◆ WHAT THIS TASK INVOLVES: Each line in the entries below that holds the word "flush" belongs in the answer.

◆ DATASET RECORDS:

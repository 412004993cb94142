use std::io::{Read, Write};
use std::net::{Shutdown, TcpStream};
use std::time::Duration;

use crate::error::Result;

/// A connected byte stream: implements Read + Write.
///
/// This is the fundamental I/O type returned by transport operations.
/// It wraps either a Unix domain socket stream or a TCP stream.
pub struct Stream {
    inner: StreamInner,
}

enum StreamInner {
    #[cfg(unix)]
    Unix(std::os::unix::net::UnixStream),
    Tcp(TcpStream),
}

impl Read for Stream {
    fn read(&mut self, buf: &mut [u8]) -> std::io::Result<usize> {
        match &mut self.inner {
            #[cfg(unix)]
            StreamInner::Unix(stream) => stream.read(buf),
            StreamInner::Tcp(stream) => stream.read(buf),
        }
    }
}

impl Write for Stream {
    fn write(&mut self, buf: &[u8]) -> std::io::Result<usize> {
        match &mut self.inner {
            #[cfg(unix)]
            StreamInner::Unix(stream) => stream.write(buf),
            StreamInner::Tcp(stream) => stream.write(buf),
        }
    }

    fn flush(&mut self) -> std::io::Result<()> {
        match &mut self.inner {
            #[cfg(unix)]
            StreamInner::Unix(stream) => stream.flush(),
            StreamInner::Tcp(stream) => stream.flush(),
        }
    }
}

impl Stream {
    /// Create a Stream from a Unix domain socket stream.
    #[cfg(unix)]
    pub(crate) fn from_unix(stream: std::os::unix::net::UnixStream) -> Self {
        Self {
            inner: StreamInner::Unix(stream),
        }
    }

    /// Create a Stream from a TCP stream.
    pub(crate) fn from_tcp(stream: TcpStream) -> Self {
        Self {
            inner: StreamInner::Tcp(stream),
        }
    }

    /// Set read timeout on the underlying stream.
    pub fn set_read_timeout(&self, timeout: Option<Duration>) -> Result<()> {
        match &self.inner {
            #[cfg(unix)]
            StreamInner::Unix(stream) => stream.set_read_timeout(timeout).map_err(Into::into),
            StreamInner::Tcp(stream) => stream.set_read_timeout(timeout).map_err(Into::into),
        }
    }

    /// Set write timeout on the underlying stream.
    pub fn set_write_timeout(&self, timeout: Option<Duration>) -> Result<()> {
        match &self.inner {
            #[cfg(unix)]
            StreamInner::Unix(stream) => stream.set_write_timeout(timeout).map_err(Into::into),
            StreamInner::Tcp(stream) => stream.set_write_timeout(timeout).map_err(Into::into),
        }
    }

    /// Switch the stream between blocking and non-blocking mode.
    pub fn set_nonblocking(&self, nonblocking: bool) -> Result<()> {
        match &self.inner {
            #[cfg(unix)]
            StreamInner::Unix(stream) => stream.set_nonblocking(nonblocking).map_err(Into::into),
            StreamInner::Tcp(stream) => stream.set_nonblocking(nonblocking).map_err(Into::into),
        }
    }

    /// Try to clone this stream (creates a new file descriptor).
    pub fn try_clone(&self) -> Result<Self> {
        match &self.inner {
            #[cfg(unix)]
            StreamInner::Unix(stream) => Ok(Self::from_unix(stream.try_clone()?)),
            StreamInner::Tcp(stream) => Ok(Self::from_tcp(stream.try_clone()?)),
        }
    }

    /// Shut down the write half; the peer observes end-of-stream.
    pub fn shutdown_write(&self) -> Result<()> {
        self.shutdown(Shutdown::Write)
    }

    /// Shut down one or both halves of the connection.
    pub fn shutdown(&self, how: Shutdown) -> Result<()> {
        match &self.inner {
            #[cfg(unix)]
            StreamInner::Unix(stream) => stream.shutdown(how).map_err(Into::into),
            StreamInner::Tcp(stream) => stream.shutdown(how).map_err(Into::into),
        }
    }

    /// Human-readable description of the remote end, for logs.
    pub fn peer_label(&self) -> String {
        match &self.inner {
            #[cfg(unix)]
            StreamInner::Unix(_) => "unix".to_string(),
            StreamInner::Tcp(stream) => stream
                .peer_addr()
                .map(|addr| addr.to_string())
                .unwrap_or_else(|_| "tcp".to_string()),
        }
    }

    /// Transport name for diagnostics.
    pub fn transport_name(&self) -> &'static str {
        match &self.inner {
            #[cfg(unix)]
            StreamInner::Unix(_) => "unix-domain-socket",
            StreamInner::Tcp(_) => "tcp",
        }
    }
}

impl std::fmt::Debug for Stream {
    fn fmt(&self, f: &mut std::fmt::Formatter<'_>) -> std::fmt::Result {
        match &self.inner {
            #[cfg(unix)]
            StreamInner::Unix(_) => f.debug_struct("Stream").field("type", &"unix").finish(),
            StreamInner::Tcp(stream) => f
                .debug_struct("Stream")
                .field("type", &"tcp")
                .field("peer", &stream.peer_addr().ok())
                .finish(),
        }
    }
}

◆ RESPONSE BELOW:
    fn flush(&mut self) -> std::io::Result<()> {
            StreamInner::Unix(stream) => stream.flush(),
            StreamInner::Tcp(stream) => stream.flush(),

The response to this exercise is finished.